Maybe you only want the top three colors in the Counter object:

print(clr_counts.most_common(3))
# [('teal', 4),
#  ('blue', 3),
#  ('red', 2)]

Or maybe you were wondering, how many times red appeared in the Counter object:

print(clr_counts['red'])
# 2

Numpy functions

For easy explanation of np.where() and np.arg*() I'll use the following arrays:

integers = np.array([1, 2, 3, 4, 9, 10, 42, 73, 5, 6, 7, 8, 1337, 0])
equal_numbers = integers % 2 == 0
print(equal_numbers)
# [False, True, False, True, False, True, True, False, False, True, False, True, False, True]

np.where()

If you want the values of the equal numbers you would subset integers by equal_numbers:

print(integers[equal_numbers])
# [2, 4, 10, 42, 6, 8, 0]

but often you would want the indices of the equal_numbers in integers, this is where np.where() is powerful:

print(np.where(equal_numbers)[0])
# [1, 3, 5, 6, 9, 11, 13]

np.arg*()

If you want the minimum and maximum value of integers you would use min() and max():

print(min(integers))
# 0
print(max(integers))
# 1337

but if you need the index, np.argmin() and np.argmax() are your friends:

print(np.argmin(integers))
# 13
print(np.argmax(integers))
# 12

Another arg-function worth mentioning is the np.argsort(), which gives you the indices of the sorted array:

print(np.argsort(integers))
# [13, 0, 1, 2, 3, 8, 9, 10, 11, 4, 5, 6, 7, 12]
print(integers[np.argsort(integers)])
# [0, 1, 2, 3, 4, 5, 6, 7, 8, 9, 10, 42, 73, 1337]

Smaller libraries

holidays

Ever working with dates?

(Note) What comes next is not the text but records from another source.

use ratatui::layout::{Constraint, Direction, Layout, Rect};

pub struct QuizLayout {
    pub header_area: Rect,
    pub question_area: Rect,
    pub choices_area: Rect,
    pub answer_area: Rect,
    pub help_area: Rect,
}

pub struct EmptyLayout {
    pub header_area: Rect,
    pub message_area: Rect,
    pub help_area: Rect,
}

pub fn calculate_quiz_chunks(area: Rect) -> QuizLayout {
    let chunks = Layout::default()
        .direction(Direction::Vertical)
        .margin(1)
        .constraints([
            Constraint::Length(3),
            Constraint::Min(4),
            Constraint::Percentage(40),
            Constraint::Percentage(25),
            Constraint::Length(3),
        ])
        .split(area);

    QuizLayout {
        header_area: chunks[0],
        question_area: chunks[1],
        choices_area: chunks[2],
        answer_area: chunks[3],
        help_area: chunks[4],
    }
}

pub fn calculate_empty_chunks(area: Rect) -> EmptyLayout {
    let chunks = Layout::default()
        .direction(Direction::Vertical)
        .margin(1)
        .constraints([
            Constraint::Length(3),
            Constraint::Min(5),
            Constraint::Length(3),
        ])
        .split(area);

    EmptyLayout {
        header_area: chunks[0],
        message_area: chunks[1],
        help_area: chunks[2],
    }
}
use crate::models::Question;
use std::collections::HashSet;
use std::io;

/// The question set shipped with the binary. Parsed once at startup,
/// never fetched from anywhere.
const BUNDLED: &str = include_str!("../data/questions.json");

pub fn load_bundled() -> io::Result<Vec<Question>> {
    parse(BUNDLED)
}

/// Parses a JSON array of questions and checks the invariants the rest
/// of the program relies on: choice ids unique within a question and
/// `correct_choice_id` pointing at an existing choice. An empty array
/// is valid; the UI shows a placeholder for it.
pub fn parse(raw: &str) -> io::Result<Vec<Question>> {
    let questions: Vec<Question> = serde_json::from_str(raw)
        .map_err(|e| io::Error::new(io::ErrorKind::InvalidData, e))?;

    for q in &questions {
        let mut seen = HashSet::new();
        for c in &q.choices {
            if !seen.insert(c.id.as_str()) {
                return Err(io::Error::new(
                    io::ErrorKind::InvalidData,
                    format!("question {}: duplicate choice id {:?}", q.id, c.id),
                ));
            }
        }
        if !seen.contains(q.correct_choice_id.as_str()) {
            return Err(io::Error::new(
                io::ErrorKind::InvalidData,
                format!(
                    "question {}: correct_choice_id {:?} matches no choice",
                    q.id, q.correct_choice_id
                ),
            ));
        }
    }

    Ok(questions)
}

#[cfg(test)]
mod tests {
    use super::*;

    #[test]
    fn test_bundled_dataset_is_valid() {
        let questions = load_bundled().unwrap();
        assert!(!questions.is_empty());
    }

    #[test]
    fn test_parse_empty_array() {
        let questions = parse("[]").unwrap();
        assert!(questions.is_empty());
    }

    #[test]
    fn test_parse_rejects_dangling_correct_choice() {
        let raw = r#"[{
            "id": 1,
            "prompt": "Q?",
            "choices": [{"id": "A", "text": "a"}, {"id": "B", "text": "b"}],
            "correct_choice_id": "Z"
        }]"#;
        let err = parse(raw).unwrap_err();
        assert_eq!(err.kind(), io::ErrorKind::InvalidData);
        assert!(err.to_string().contains("matches no choice"));
    }

    #[test]
    fn test_parse_rejects_duplicate_choice_ids() {
        let raw = r#"[{
            "id": 2,
            "prompt": "Q?",
            "choices": [{"id": "A", "text": "a"}, {"id": "A", "text": "b"}],
            "correct_choice_id": "A"
        }]"#;
        let err = parse(raw).unwrap_err();
        assert_eq!(err.kind(), io::ErrorKind::InvalidData);
        assert!(err.to_string().contains("duplicate choice id"));
    }

    #[test]
    fn test_parse_rejects_malformed_json() {
        let err = parse("not json").unwrap_err();
        assert_eq!(err.kind(), io::ErrorKind::InvalidData);
    }
}
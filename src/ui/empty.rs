use crate::ui::layout::calculate_empty_chunks;
use ratatui::{
    layout::Alignment,
    style::{Color, Modifier, Style},
    text::{Line, Span},
    widgets::{Block, Borders, Paragraph, Wrap},
    Frame,
};

/// Placeholder screen for a dataset with zero questions. The session
/// stays alive but inert; nothing here can transition it.
pub fn draw_empty(f: &mut Frame) {
    let layout = calculate_empty_chunks(f.area());

    let header = Paragraph::new("Databricks DE Professional Quiz")
        .style(
            Style::default()
                .fg(Color::Cyan)
                .add_modifier(Modifier::BOLD),
        )
        .alignment(Alignment::Center)
        .block(Block::default().borders(Borders::ALL));
    f.render_widget(header, layout.header_area);

    let message = Paragraph::new("No questions in the bundled dataset.")
        .style(Style::default().fg(Color::DarkGray))
        .alignment(Alignment::Center)
        .wrap(Wrap { trim: true })
        .block(Block::default().borders(Borders::ALL));
    f.render_widget(message, layout.message_area);

    let help = Paragraph::new(vec![Line::from(vec![
        Span::styled(
            "q",
            Style::default()
                .fg(Color::Cyan)
                .add_modifier(Modifier::BOLD),
        ),
        Span::from(" Quit"),
    ])])
    .alignment(Alignment::Center)
    .block(Block::default().borders(Borders::ALL));
    f.render_widget(help, layout.help_area);
}
use std::collections::HashMap;
use std::sync::Arc;

use async_trait::async_trait;
use tokio::sync::Mutex;

use crate::common_models::account::{Account, AccountId};
use crate::common_models::record::{Record, RecordId, RecordStatus};
use crate::storage::{AccountStorage, OwnedRecord, StorageError};

pub struct InMemoryStorage {
    accounts: Arc<Mutex<HashMap<AccountId, Account>>>,
}

impl InMemoryStorage {
    pub fn new(accounts: HashMap<AccountId, Account>) -> Self {
        Self {
            accounts: Arc::new(Mutex::new(accounts)),
        }
    }
}

#[async_trait]
impl AccountStorage for InMemoryStorage {
    async fn get(&self, id: &AccountId) -> Result<Option<Account>, StorageError> {
        let accounts = self.accounts.lock().await;

        Ok(accounts.get(id).cloned())
    }

    async fn get_by_wallet(&self, address: &str) -> Result<Option<Account>, StorageError> {
        let accounts = self.accounts.lock().await;

        Ok(accounts
            .values()
            .find(|account| account.wallet_address.matches(address))
            .cloned())
    }

    async fn insert(&self, account: Account) -> Result<(), StorageError> {
        let mut accounts = self.accounts.lock().await;

        accounts.insert(account.id, account);

        Ok(())
    }

    async fn push_record(&self, owner: &AccountId, record: Record) -> Result<(), StorageError> {
        let mut accounts = self.accounts.lock().await;

        let account = accounts
            .get_mut(owner)
            .ok_or(StorageError::AccountNotFound(*owner))?;
        account.records.push(record);

        Ok(())
    }

    async fn find_record(&self, id: &RecordId) -> Result<Option<OwnedRecord>, StorageError> {
        let accounts = self.accounts.lock().await;

        Ok(accounts.values().find_map(|account| {
            account
                .records
                .iter()
                .find(|record| record.id == *id)
                .map(|record| OwnedRecord {
                    owner_id: account.id,
                    owner_wallet: account.wallet_address.clone(),
                    record: record.clone(),
                })
        }))
    }

    async fn update_record(&self, owner: &AccountId, record: Record) -> Result<(), StorageError> {
        let mut accounts = self.accounts.lock().await;

        let account = accounts
            .get_mut(owner)
            .ok_or(StorageError::AccountNotFound(*owner))?;
        let stored = account
            .records
            .iter_mut()
            .find(|stored| stored.id == record.id)
            .ok_or_else(|| StorageError::Update(format!("record `{}` not found", record.id)))?;
        *stored = record;

        Ok(())
    }

    async fn remove_record(
        &self,
        owner: &AccountId,
        id: &RecordId,
    ) -> Result<bool, StorageError> {
        let mut accounts = self.accounts.lock().await;

        let account = accounts
            .get_mut(owner)
            .ok_or(StorageError::AccountNotFound(*owner))?;
        let before = account.records.len();
        account.records.retain(|record| record.id != *id);

        Ok(account.records.len() != before)
    }

    async fn list_records_by_status(
        &self,
        statuses: &[RecordStatus],
    ) -> Result<Vec<OwnedRecord>, StorageError> {
        let accounts = self.accounts.lock().await;

        Ok(accounts
            .values()
            .flat_map(|account| {
                account
                    .records
                    .iter()
                    .filter(|record| statuses.contains(&record.status))
                    .map(|record| OwnedRecord {
                        owner_id: account.id,
                        owner_wallet: account.wallet_address.clone(),
                        record: record.clone(),
                    })
            })
            .collect())
    }
}

#[cfg(test)]
mod test {
    use std::collections::HashMap;

    use time::OffsetDateTime;
    use uuid::Uuid;

    use super::*;
    use crate::common_models::account::{AccountRole, WalletAddress};
    use crate::util::canonical::canonicalize;

    fn account(wallet: &str) -> Account {
        Account {
            id: AccountId::from(Uuid::new_v4()),
            email: "student@blockchain.local".to_string(),
            wallet_address: WalletAddress::new(wallet),
            role: AccountRole::Student,
            created_date: OffsetDateTime::now_utc(),
            records: vec![],
        }
    }

    fn record(status: RecordStatus) -> Record {
        Record {
            id: RecordId::from(Uuid::new_v4()),
            file_name: "diploma.pdf".to_string(),
            content_hash: canonicalize("abcd"),
            file_data: vec![1, 2, 3],
            status,
            verified_by: None,
            created_date: OffsetDateTime::now_utc(),
            verified_date: None,
        }
    }

    #[tokio::test]
    async fn test_wallet_lookup_is_case_insensitive() {
        let storage = InMemoryStorage::new(HashMap::new());
        let account = account("0xAbCd1234");
        storage.insert(account.clone()).await.unwrap();

        let found = storage.get_by_wallet("0XABCD1234").await.unwrap();

        assert_eq!(found, Some(account));
    }

    #[tokio::test]
    async fn test_push_find_remove_record() {
        let storage = InMemoryStorage::new(HashMap::new());
        let account = account("0xabcd");
        let owner_id = account.id;
        storage.insert(account).await.unwrap();

        let record = record(RecordStatus::Pending);
        let record_id = record.id;
        storage.push_record(&owner_id, record).await.unwrap();

        let found = storage.find_record(&record_id).await.unwrap().unwrap();
        assert_eq!(found.owner_id, owner_id);
        assert_eq!(found.record.status, RecordStatus::Pending);

        assert!(storage.remove_record(&owner_id, &record_id).await.unwrap());
        assert!(storage.find_record(&record_id).await.unwrap().is_none());
        // Second removal reports the record as already gone.
        assert!(!storage.remove_record(&owner_id, &record_id).await.unwrap());
    }

    #[tokio::test]
    async fn test_list_records_by_status_spans_accounts() {
        let storage = InMemoryStorage::new(HashMap::new());
        let first = account("0x01");
        let second = account("0x02");
        let (first_id, second_id) = (first.id, second.id);
        storage.insert(first).await.unwrap();
        storage.insert(second).await.unwrap();

        storage
            .push_record(&first_id, record(RecordStatus::Pending))
            .await
            .unwrap();
        storage
            .push_record(&second_id, record(RecordStatus::Verified))
            .await
            .unwrap();
        storage
            .push_record(&second_id, record(RecordStatus::Revoked))
            .await
            .unwrap();

        let pending = storage
            .list_records_by_status(&[RecordStatus::Pending])
            .await
            .unwrap();
        assert_eq!(pending.len(), 1);
        assert_eq!(pending[0].owner_id, first_id);

        let approved = storage
            .list_records_by_status(&[RecordStatus::Verified, RecordStatus::Revoked])
            .await
            .unwrap();
        assert_eq!(approved.len(), 2);
    }

    #[tokio::test]
    async fn test_push_record_unknown_account() {
        let storage = InMemoryStorage::new(HashMap::new());
        let unknown = AccountId::from(Uuid::new_v4());

        let result = storage.push_record(&unknown, record(RecordStatus::Pending)).await;

        assert!(matches!(result, Err(StorageError::AccountNotFound(_))));
    }
}
use serde::{Deserialize, Serialize};

/// Result of a read-only `verifyRecord` call.
#[derive(Clone, Debug, PartialEq, Eq, Deserialize)]
#[serde(rename_all = "camelCase")]
pub struct LedgerRecord {
    pub is_valid: bool,
    /// Wallet address the hash was anchored for.
    pub owner_address: String,
    /// Unix timestamp of the anchoring transaction.
    pub timestamp: i64,
}

/// Handle of a submitted but not yet confirmed ledger transaction.
#[derive(Clone, Debug, PartialEq, Eq, Serialize, Deserialize)]
pub struct TransactionHandle(pub String);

You can do all sort of feature engineering on dates, one of them are the binary question; is it a holiday?

import holidays

print(holidays.Denmark(years=2019))
# {datetime.date(2019, 1, 1): 'Nytårsdag',
#  datetime.date(2019, 4, 14): 'Palmesøndag',
#  datetime.date(2019, 4, 18): 'Skærtorsdag',
#  datetime.date(2019, 4, 19): 'Langfredag',
#  datetime.date(2019, 4, 21): 'Påskedag',
#  datetime.date(2019, 4, 22): 'Anden påskedag',
#  datetime.date(2019, 5, 17): 'Store bededag',
#  datetime.date(2019, 5, 30): 'Kristi himmelfartsdag',
#  datetime.date(2019, 6, 9): 'Pinsedag',
#  datetime.date(2019, 6, 10): 'Anden pinsedag',
#  datetime.date(2019, 12, 25): 'Juledag',
#  datetime.date(2019, 12, 26): 'Anden juledag'}

You can easily create a function, in this case is_holiday() to lookup, if a given datetime object is a holiday:

def is_holiday(dt):
    try:
        if holidays.Denmark(years=dt.year)[dt]:
            return True
    except KeyError:
        return False

And say you have a pandas dataframe with dates:

start = datetime(year=2019, month=1, day=1)
end = datetime(year=2019, month=12, day=31)
df = pd.DataFrame()
df['date'] = pd.date_range(start, end)
print(df.head())
#         date
# 0 2019-01-01
# 1 2019-01-02
# 2 2019-01-03
# 3 2019-01-04
# 4 2019-01-05

It's pretty straight-forward to enrich your dataset:

df['holiday'] = df.date.apply(is_holiday)
print(df.head())
#         date  holiday
# 0 2019-01-01     True
# 1 2019-01-02    False
# 2 2019-01-03    False
# 3 2019-01-04    False
# 4 2019-01-05    False